How we talk when we talk about programming languages
Posted by Elf Sternberg as programming
Last year, I worked my way through Lisp In Small Pieces, implementing several variants of the Lisp engine Queinnec described, most of them in Coffeescript. I’ve decided this year that I’m going to continue building out my language experience and write a scripting language. I’m still working out the details, but I’m working my way now through Scott’s Programming Language Pragmatics while reading a lot of extra stuff on the side.
One of the gems I found recently was a copy of the Smalltalk-80 Implementation Guide. It is, to say the least, a fascinating book. It introduces a virtual machine in the context of programming in 1980, which was 37 years ago, and the assumptions the authors make as to what I’m expected to know as a potential developer of a Smalltalk environment fascinated me.
The book describes a stack-based, tree-walking virtual machine. As Smalltalk is a purely object-oriented language, the tree is completely reified by the OO environment; you choose an object and a function to start, and the interpreter walks that function’s statements and subroutines until execution ends at the end of the start function. Methods are dispatched according to a lookup table, and primitives are encapsulated in a large switch() statement.
What fascinates me about reading this is that I know, at least theoretically, so much more about writing VMs. The VM described here is a nightmare of cache misses and branch prediction failures; fully a third of a modern CPU’s efforts will be going into loading, evaluating, and then disposing of anticipated operations that the VM will throw away unused. There’s no mention at all of JITting the program’s functions (converting long sequences directly into machine code) or even just its spine (writing the sequence of primitives as indirect, or even direct, unconditional branches such that the CPU’s branch predictor works most of the time; direct is cool but requires the primitives themselves be copied and modified for direct uncoditional branching back to the spine).

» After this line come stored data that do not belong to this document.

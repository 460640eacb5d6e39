pub mod chat;
pub mod health;
pub mod mood;

use std::sync::Arc;

use axum::{
    routing::{get, post},
    Extension, Router,
};
use tower_http::{
    cors::CorsLayer,
    trace::{DefaultMakeSpan, TraceLayer},
};

use crate::services::ConversationOrchestrator;

pub fn router(orchestrator: Arc<ConversationOrchestrator>) -> Router {
    Router::new()
        .route("/", get(health::status_check))
        .route("/health", get(health::health_check))
        .route("/chat", post(chat::chat_handler))
        .route("/reset", post(chat::reset_handler))
        .route("/detect_mood", post(mood::detect_mood_handler))
        .route("/detect_meditation", post(mood::detect_meditation_handler))
        .layer(Extension(orchestrator))
        // CORS
        .layer(CorsLayer::permissive())
        // Tracing
        .layer(TraceLayer::new_for_http().make_span_with(DefaultMakeSpan::default()))
}

#[cfg(test)]
mod tests {
    use super::*;
    use axum::body::Body;
    use axum::http::{header, Request, StatusCode};
    use serde_json::{json, Value};
    use tower::ServiceExt;

    use crate::config::ChatConfig;
    use crate::models::chat::Role;
    use crate::services::generation::MockGenerationProvider;

    const VALID_REPLY: &str = r#"{"reply":"I hear you 💜","emotion":"joy","meme_url":"https://placehold.co/400x300?text=Yay"}"#;

    fn test_orchestrator(provider: MockGenerationProvider) -> Arc<ConversationOrchestrator> {
        Arc::new(ConversationOrchestrator::new(
            Arc::new(provider),
            "You are a test persona.".to_string(),
            &ChatConfig {
                window_size: 10,
                session_ttl_seconds: 3600,
            },
        ))
    }

    fn json_request(uri: &str, body: Value) -> Request<Body> {
        Request::builder()
            .method("POST")
            .uri(uri)
            .header(header::CONTENT_TYPE, "application/json")
            .body(Body::from(body.to_string()))
            .unwrap()
    }

    async fn response_json(response: axum::response::Response) -> Value {
        let bytes = axum::body::to_bytes(response.into_body(), usize::MAX)
            .await
            .unwrap();
        serde_json::from_slice(&bytes).unwrap()
    }

    #[tokio::test]
    async fn root_reports_liveness() {
        let app = router(test_orchestrator(MockGenerationProvider::new()));

        let response = app
            .oneshot(Request::builder().uri("/").body(Body::empty()).unwrap())
            .await
            .unwrap();

        assert_eq!(response.status(), StatusCode::OK);
        let body = response_json(response).await;
        assert_eq!(body["status"], "ok");
        assert!(body["message"].as_str().unwrap().contains("running"));
    }

    #[tokio::test]
    async fn chat_round_trip_returns_structured_reply() {
        let mut provider = MockGenerationProvider::new();
        provider
            .expect_generate()
            .returning(|_| Ok(VALID_REPLY.to_string()));

        let orchestrator = test_orchestrator(provider);
        let app = router(orchestrator.clone());

        let response = app
            .oneshot(json_request(
                "/chat",
                json!({"message": "good news!", "session_id": "s1"}),
            ))
            .await
            .unwrap();

        assert_eq!(response.status(), StatusCode::OK);
        let body = response_json(response).await;
        assert_eq!(body["session_id"], "s1");
        assert_eq!(body["reply"], "I hear you 💜");
        assert_eq!(body["emotion"], "joy");
        assert!(body["meme_url"].as_str().unwrap().starts_with("https://"));

        let turns = orchestrator.history_window("s1", 10);
        assert_eq!(turns.len(), 2);
        assert_eq!(turns[1].role, Role::Assistant);
    }

    #[tokio::test]
    async fn chat_generates_session_id_when_missing() {
        let mut provider = MockGenerationProvider::new();
        provider
            .expect_generate()
            .returning(|_| Ok(VALID_REPLY.to_string()));

        let app = router(test_orchestrator(provider));
        let response = app
            .oneshot(json_request("/chat", json!({"message": "hello"})))
            .await
            .unwrap();

        let body = response_json(response).await;
        assert!(!body["session_id"].as_str().unwrap().is_empty());
    }

    #[tokio::test]
    async fn empty_message_is_a_bad_request() {
        let app = router(test_orchestrator(MockGenerationProvider::new()));

        let response = app
            .oneshot(json_request("/chat", json!({"message": ""})))
            .await
            .unwrap();

        assert_eq!(response.status(), StatusCode::BAD_REQUEST);
        let body = response_json(response).await;
        assert_eq!(body["error"], "No message provided");
    }

    #[tokio::test(start_paused = true)]
    async fn provider_failure_returns_fallback_and_keeps_user_turn() {
        let mut provider = MockGenerationProvider::new();
        provider
            .expect_generate()
            .returning(|_| Err(crate::utils::error::ApiError::ProviderUnreachable(
                "timed out".to_string(),
            )));

        let orchestrator = test_orchestrator(provider);
        let app = router(orchestrator.clone());

        let response = app
            .oneshot(json_request(
                "/chat",
                json!({"message": "hello?", "session_id": "s1"}),
            ))
            .await
            .unwrap();

        assert_eq!(response.status(), StatusCode::INTERNAL_SERVER_ERROR);
        let body = response_json(response).await;
        assert_eq!(body["emotion"], "sadness");
        assert_eq!(
            body["meme_url"],
            "https://placehold.co/400x300/FF0000/FFFFFF?text=Connection+Error"
        );

        // The fallback reply is never recorded; the user turn stays.
        let turns = orchestrator.history_window("s1", 10);
        assert_eq!(turns.len(), 1);
        assert_eq!(turns[0].role, Role::User);
    }

    #[tokio::test]
    async fn reset_with_empty_body_clears_history() {
        let mut provider = MockGenerationProvider::new();
        provider
            .expect_generate()
            .returning(|_| Ok(VALID_REPLY.to_string()));

        let orchestrator = test_orchestrator(provider);
        let app = router(orchestrator.clone());

        app.clone()
            .oneshot(json_request(
                "/chat",
                json!({"message": "hi", "session_id": "s1"}),
            ))
            .await
            .unwrap();
        assert_eq!(orchestrator.history_window("s1", 10).len(), 2);

        let response = app
            .oneshot(
                Request::builder()
                    .method("POST")
                    .uri("/reset")
                    .body(Body::empty())
                    .unwrap(),
            )
            .await
            .unwrap();

        assert_eq!(response.status(), StatusCode::OK);
        let body = response_json(response).await;
        assert_eq!(body["status"], "success");
        assert_eq!(body["message"], "Chat history cleared");
        assert!(orchestrator.history_window("s1", 10).is_empty());
    }

    #[tokio::test]
    async fn detect_mood_returns_playlist() {
        let app = router(test_orchestrator(MockGenerationProvider::new()));

        let response = app
            .oneshot(json_request(
                "/detect_mood",
                json!({"text": "I am so happy, today was great and wonderful!"}),
            ))
            .await
            .unwrap();

        assert_eq!(response.status(), StatusCode::OK);
        let body = response_json(response).await;
        assert_eq!(body["mood"], "happy");
        assert!(body["playlist"]
            .as_str()
            .unwrap()
            .starts_with("https://open.spotify.com/embed/playlist/"));
    }

    #[tokio::test]
    async fn detect_meditation_returns_video_and_audio() {
        let app = router(test_orchestrator(MockGenerationProvider::new()));

        let response = app
            .oneshot(json_request(
                "/detect_meditation",
                json!({"text": "The table is brown."}),
            ))
            .await
            .unwrap();

        assert_eq!(response.status(), StatusCode::OK);
        let body = response_json(response).await;
        assert_eq!(body["mood"], "neutral");
        assert!(body["video"]
            .as_str()
            .unwrap()
            .starts_with("https://www.youtube.com/embed/"));
        assert!(body["audio"]
            .as_str()
            .unwrap()
            .starts_with("https://www.youtube.com/embed/"));
    }
}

Since in Smalltalk almost any object could be a launching point and since relationships between objects can be changed with the swipe of a mouse, the speed with which we’d have to recalculate any given set of relationships would have to be a priority. It would have to have Go’s internal speed of recompiling, only to put the results into an executable anonymous mmap()’d space, and then map everything than needs it to be able to find that code.

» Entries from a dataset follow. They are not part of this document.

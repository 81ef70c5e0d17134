//! ServiceAccount and registry-viewer RoleBinding for execution jobs
//!
//! Both objects are named after the node set. A RoleBinding's `roleRef` is
//! immutable, so a binding pointing elsewhere is deleted and recreated.

use async_trait::async_trait;
use k8s_openapi::api::core::v1::ServiceAccount;
use k8s_openapi::api::rbac::v1::{RoleBinding, RoleRef, Subject};
use k8s_openapi::apimachinery::pkg::apis::meta::v1::ObjectMeta;
use kube::api::{Api, DeleteParams, Patch, PatchParams};
use kube::{Client, ResourceExt};
use tracing::{debug, info};

use dataplane_common::crd::OpenStackDataPlaneNodeSet;
use dataplane_common::kube_utils::owner_reference;
use dataplane_common::Error;

use super::node_set_labels;
use crate::orchestrator::{IdentityProvisioner, Provisioned};

const REGISTRY_VIEWER_ROLE: &str = "registry-viewer";
const RBAC_GROUP: &str = "rbac.authorization.k8s.io";

fn metadata(node_set: &OpenStackDataPlaneNodeSet) -> Result<ObjectMeta, Error> {
    Ok(ObjectMeta {
        name: Some(node_set.name_any()),
        namespace: node_set.namespace(),
        labels: Some(node_set_labels(node_set)),
        owner_references: Some(vec![owner_reference(node_set)?]),
        ..Default::default()
    })
}

/// ServiceAccount the execution jobs of `node_set` run as
pub fn desired_service_account(node_set: &OpenStackDataPlaneNodeSet) -> Result<ServiceAccount, Error> {
    Ok(ServiceAccount {
        metadata: metadata(node_set)?,
        ..Default::default()
    })
}

/// Binding of the ServiceAccount to the registry-viewer ClusterRole
pub fn desired_role_binding(node_set: &OpenStackDataPlaneNodeSet) -> Result<RoleBinding, Error> {
    Ok(RoleBinding {
        metadata: metadata(node_set)?,
        role_ref: RoleRef {
            api_group: RBAC_GROUP.to_string(),
            kind: "ClusterRole".to_string(),
            name: REGISTRY_VIEWER_ROLE.to_string(),
        },
        subjects: Some(vec![Subject {
            kind: "ServiceAccount".to_string(),
            name: node_set.name_any(),
            namespace: node_set.namespace(),
            ..Default::default()
        }]),
    })
}

/// True when `live` already carries the labels and owner of `desired`
fn metadata_matches(live: &ObjectMeta, desired: &ObjectMeta) -> bool {
    let labels_ok = desired.labels.iter().flatten().all(|(k, v)| {
        live.labels
            .as_ref()
            .and_then(|l| l.get(k))
            .is_some_and(|lv| lv == v)
    });
    let owners_ok = desired.owner_references.iter().flatten().all(|want| {
        live.owner_references
            .iter()
            .flatten()
            .any(|have| have.uid == want.uid && have.controller == want.controller)
    });
    labels_ok && owners_ok
}

fn subjects_match(live: &RoleBinding, desired: &RoleBinding) -> bool {
    live.subjects.as_deref().unwrap_or_default() == desired.subjects.as_deref().unwrap_or_default()
}

/// Creates or patches the identity objects with server-side apply
pub struct KubeIdentityProvisioner {
    client: Client,
    field_manager: String,
}

impl KubeIdentityProvisioner {
    /// Create a new identity provisioner
    pub fn new(client: Client, field_manager: &str) -> Self {
        Self {
            client,
            field_manager: field_manager.to_string(),
        }
    }

    fn apply_params(&self) -> PatchParams {
        PatchParams::apply(&self.field_manager).force()
    }

    async fn ensure_service_account(
        &self,
        namespace: &str,
        desired: &ServiceAccount,
    ) -> Result<bool, Error> {
        let api: Api<ServiceAccount> = Api::namespaced(self.client.clone(), namespace);
        let name = desired.name_any();
        if let Some(live) = api.get_opt(&name).await? {
            if metadata_matches(&live.metadata, &desired.metadata) {
                return Ok(false);
            }
        }
        api.patch(&name, &self.apply_params(), &Patch::Apply(desired))
            .await?;
        Ok(true)
    }

    async fn ensure_role_binding(
        &self,
        namespace: &str,
        desired: &RoleBinding,
    ) -> Result<bool, Error> {
        let api: Api<RoleBinding> = Api::namespaced(self.client.clone(), namespace);
        let name = desired.name_any();
        if let Some(live) = api.get_opt(&name).await? {
            if live.role_ref != desired.role_ref {
                info!(role_binding = %name, "RoleBinding points at another role, recreating");
                api.delete(&name, &DeleteParams::default()).await?;
            } else if metadata_matches(&live.metadata, &desired.metadata)
                && subjects_match(&live, desired)
            {
                return Ok(false);
            }
        }
        api.patch(&name, &self.apply_params(), &Patch::Apply(desired))
            .await?;
        Ok(true)
    }
}

#[async_trait]
impl IdentityProvisioner for KubeIdentityProvisioner {
    async fn create_or_patch(
        &self,
        node_set: &OpenStackDataPlaneNodeSet,
    ) -> Result<Provisioned, Error> {
        let namespace = node_set.namespace().ok_or(Error::MissingNamespace)?;

        let sa_changed = self
            .ensure_service_account(&namespace, &desired_service_account(node_set)?)
            .await?;
        let rb_changed = self
            .ensure_role_binding(&namespace, &desired_role_binding(node_set)?)
            .await?;

        if sa_changed || rb_changed {
            debug!(node_set = %node_set.name_any(), sa_changed, rb_changed, "identity objects written");
            Ok(Provisioned::Changed)
        } else {
            Ok(Provisioned::Unchanged)
        }
    }
}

A modern Smalltalk VM could be a marvel to use. It would be a nightmare to write.
Be that as it may, choosing to write programming languages today, even ones on top of a system language like C or Rust, is to confront an embarrassment of riches. There are so many interesting ways to do something now. We have JITs! We have Algorithm W! We have concurrency problems like you wouldn’t believe! 37 years ago, they had two options: compiled code, or a stack-based switch statement on top of compiled code. The writers assumed you knew more about those two ways, and absolutely nothing about all the other stuff.